Monday, July 17, 2006

 

How dare these Bush-haters!

Syndicated columnist Jonah Goldberg is indignant this morning, flat-out positively outraged. How dare these liberals! How dare they hate President Bush.

"Hatred of Bush drives - or poisons - almost everything in liberal politics now," Goldberg says, the sanctimonious righteousness dripping from his brow like so much sweat (Excuse my flowery Victorian metaphor, but nothing else seems as appopriate alongisde Goldberg's grave disapproval).

For an example of this venomous hatred, he points to the New Republic's Jonathan Chait, who wrote that Bush has "wreaked enormous damage on the political and social fabric of this nation."

Horrors! Gasp! Let the booing and popcorn throwing begin in this melodrama. The cursed, blasted liberals exercise the temerity to say that our handsome, gallant Bush has pursued some extreme courses of action that have been harmful to our nation. To be certain, Chait's criticisms carry none of the elan of the Right's artful wordsmithing. When will these dastardly liberals at least begin showing the gentlemanly or ladylike statesmanship of such conservatives as Anne Coulter, Rush Limbaugh, Sean Hannity who so delicately, yet truthfully, make their points so that they can never be denied?

"America haters," Hannity so kindly refers to those wicked liberals.

"God haters," says Coulter, pinky sticking daintily out from her teacup.

"Shut up!" O'Reilly says to disagree in a most constructive fashion with his esteemed colleague in the adjoining chair.

OK, enough of my silly rhetoric stolen from a forgotten episode of "Dudley Do-Right." Let me just ask point blank, do conservatives seem more than a little silly in their self-righteous moralizing against criticizing the president, in their assertion that liberals are sour and mean-spirited? We know that some folks on the right exercise a Soviet-style penchant for rewriting history. But do you remember as I do their bitter, mean-spirited hatred of President Clinton? How can anyone forget, other than conservatves who do so quite conveniently?

Let's go back about 10 or so years ago and recall the constructive, statesmanlike things what they were saying:

1) Clinton murdered Vince Foster.
2) Clinton directed tanks to act as flame-throwers to ignite the Branch Davidian compound.
3) Paramilitary wacko Randy Weaver and child molester David Koresh were misunderstood heroes who stood up to Clinton's evil.
4) Government is evil.
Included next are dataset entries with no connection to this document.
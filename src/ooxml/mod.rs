//! OOXML (Office Open XML) generation.
//!
//! This module serializes the document model into WordprocessingML and
//! packages the result as a `.docx` container.

pub mod docx;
In fact, let's overthrow the government. (They backed down from that one after Tim McVeigh attempted to make good on their wish)
5) If an FBI agent comes to your door, aim for the head because he'll probably have on a flak jacket.
6) Clinton murdered those two boys mysteriously found dead along the railroad tracks outside Benton, Ark.
7) State troopers in Arkansas provided Clinton with a steady stream of bimbos. (David Brock admits he made that one up)
8) Whitewater. What the hell was that, anyway? Apparently Kenneth Starr didn't find anything there, try as he might (well, other than a cigar and a stained dress).
9) The American Spectator set up shop in Hot Springs, Ark., to search for any more allegations, the truth behind those allegations clearly of secondary importance.
10) Clinton was a draft dodger. OK, that one might be true, but a hypocrisy considering the accusers' unquestioning worship of the current Draft Dodger in Chief.
11) Clinton was a pot smoker. True again, but it appears to many of us that the current Drug User and Recovering Alcoholic in Chief used more than just pot.
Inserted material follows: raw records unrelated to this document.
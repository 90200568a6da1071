//! LaTeX fragment processing.
//!
//! The general conversion pipeline, applied when no literal override claims
//! the input (see [`special`]):
//!
//! 1. resolve `\left X … \right Y` delimiter pairs to their bare glyphs
//! 2. resolve `\vec{…}` to its content followed by a combining arrow
//! 3. substitute known commands with Unicode glyphs ([`symbols`])
//! 4. dispatch on structure: fraction, superscript, subscript, radical, or
//!    a plain text run
//!
//! Stage order matters both ways: symbol substitution must run before the
//! structural dispatch so that e.g. fraction operands carry their Greek
//! glyphs, and after the delimiter/vector stages because those consume raw
//! command text.
//!
//! Scan-and-replace stages process one occurrence fully and then rescan from
//! the start of the rebuilt string, so overlapping constructs resolve in a
//! deterministic order. Brace matching uses a plain depth counter; the
//! supported grammar nests braces at most one construct deep.

pub(crate) mod special;
pub(crate) mod symbols;

pub(crate) use special::literal_override;
pub(crate) use symbols::substitute_symbols;

use super::omml;

/// Run the general pipeline on a trimmed LaTeX fragment.
///
/// Returns an unwrapped OMML fragment; the caller applies the
/// math-paragraph container.
pub(crate) fn convert_general(latex: &str) -> String {
    let resolved = resolve_delimiters(latex);
    let resolved = resolve_vectors(&resolved);
    let substituted = substitute_symbols(&resolved);
    log::trace!("after symbol substitution: {substituted}");
    dispatch(&substituted)
}

/// Byte offset of the `}` matching an already-consumed `{`, tracking nested
/// pairs with a depth counter. `None` if the group never closes.
fn matching_brace(s: &str) -> Option<usize> {
    let mut depth = 1usize;
    for (i, b) in s.bytes().enumerate() {
        match b {
            b'{' => depth += 1,
            b'}' => {
                depth -= 1;
                if depth == 0 {
                    return Some(i);
                }
            }
            _ => {}
        }
    }
    None
}

/// Replace every `\left X … \right Y` span with the bare `X … Y` glyphs.
///
/// A pair whose glyphs are missing or whose `\right` arrives before the
/// opening glyph ends is left untouched.
fn resolve_delimiters(latex: &str) -> String {
    let mut result = latex.to_string();
    loop {
        let Some(left) = result.find("\\left") else {
            break;
        };
        let Some(right) = result[left..].find("\\right").map(|i| left + i) else {
            break;
        };
        let Some(open) = result[left + 5..].chars().next() else {
            break;
        };
        let Some(close) = result[right + 6..].chars().next() else {
            break;
        };
        if right < left + 5 + open.len_utf8() {
            break;
        }

        let mut next = String::with_capacity(result.len());
        next.push_str(&result[..left]);
        next.push(open);
        next.push_str(&result[left + 5 + open.len_utf8()..right]);
        next.push(close);
        next.push_str(&result[right + 6 + close.len_utf8()..]);
        result = next;
    }
    result
}

/// Replace every `\vec{…}` with its content followed by an arrow glyph.
fn resolve_vectors(latex: &str) -> String {
    let mut result = latex.to_string();
    while let Some(start) = result.find("\\vec{") {
        let inner_start = start + 5;
        let Some(inner_len) = matching_brace(&result[inner_start..]) else {
            break;
        };

        let mut next = String::with_capacity(result.len());
        next.push_str(&result[..start]);
        next.push_str(&result[inner_start..inner_start + inner_len]);
        next.push('→');
        next.push_str(&result[inner_start + inner_len + 1..]);
        result = next;
    }
    result
}

/// Structural dispatch over the symbol-substituted fragment.
fn dispatch(latex: &str) -> String {
    if let Some(rest) = latex.strip_prefix("\\frac{") {
        return fraction_or_literal(latex, rest);
    }
    if latex.contains('=') && latex.contains('^') {
        // An equation carrying both an equality and an exponent is emitted
        // as one opaque run.
        return omml::text_run(latex);
    }
    if latex.contains('^') {
        return scripted(latex, '^', omml::superscript);
    }
    if latex.contains('_') {
        return scripted(latex, '_', omml::subscript);
    }
    if latex.contains("\\sqrt{") {
        return radical_or_literal(latex);
    }
    omml::text_run(latex)
}

/// `\frac{num}{den}`: numerator is the first balanced group, denominator the
/// immediately following one. Both must be non-empty; anything else falls
/// back to a literal run of the whole fragment.
fn fraction_or_literal(latex: &str, rest: &str) -> String {
    if let Some(num_end) = matching_brace(rest) {
        if num_end > 0 {
            if let Some(den_rest) = rest[num_end + 1..].strip_prefix('{') {
                if let Some(den_end) = matching_brace(den_rest) {
                    if den_end > 0 {
                        return omml::fraction(&rest[..num_end], &den_rest[..den_end]);
                    }
                }
            }
        }
    }
    omml::text_run(latex)
}

/// Shared superscript/subscript shape.
///
/// With braces (`x^{n+1}`): the text before the first `marker{` is the base
/// and the content up to the next `}` is the script; trailing text after
/// the closing brace becomes a separate run. Without braces (`x^2`): split
/// at the first marker. Malformed brace forms fall back to a literal run.
fn scripted(latex: &str, marker: char, element: fn(&str, &str) -> String) -> String {
    if latex.contains('{') && latex.contains('}') {
        let opener: String = [marker, '{'].iter().collect();
        if let Some((base, rest)) = latex.split_once(opener.as_str()) {
            if let Some(end) = rest.find('}') {
                let mut out = element(base, &rest[..end]);
                if end + 1 < rest.len() {
                    out.push_str(&omml::text_run(&rest[end + 1..]));
                }
                return out;
            }
        }
        omml::text_run(latex)
    } else if let Some((base, script)) = latex.split_once(marker) {
        element(base, script)
    } else {
        omml::text_run(latex)
    }
}

/// `\sqrt{…}`: balanced radicand, emitted with the degree hidden.
fn radical_or_literal(latex: &str) -> String {
    if let Some(start) = latex.find("\\sqrt{") {
        let rest = &latex[start + 6..];
        if let Some(end) = matching_brace(rest) {
            return omml::radical(&rest[..end]);
        }
    }
    omml::text_run(latex)
}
These were widely accepted attitudes and views among the mainstream of conservatism, accepted as fact without any questioning for veracity. As crazy as all these allegations seem, they were not extremist views held by a fringe. Not in the least. These were views held by the average rank and file right-winger with plenty of encouragement from the likes of then-Speaker Newt Gingrich and his cabal of Washington ideologues.

Let me say, lest people see this entry as a defense of Clinton, that I grew to thorough dislike him during his presidency. His character was poor, he was shady and he was frankly a disgrace on the office. There was so much about Clinton to dislike that was true that all of these fabricated stories, made-up scandals and flat-out lies were so gratuitous and only served to characterize many Clinton-haters as the same kinds of frothing, red-faced kooks they accuse today's Bush-haters of being. And is there more than a little hypocrisy in tolerating, ignoring and even celebrating so much of the same behavior and poor-character from Bush that these folks claimed to loathe in Clinton?

In the end, are we liberals really so terrible in our criticism of President Bush?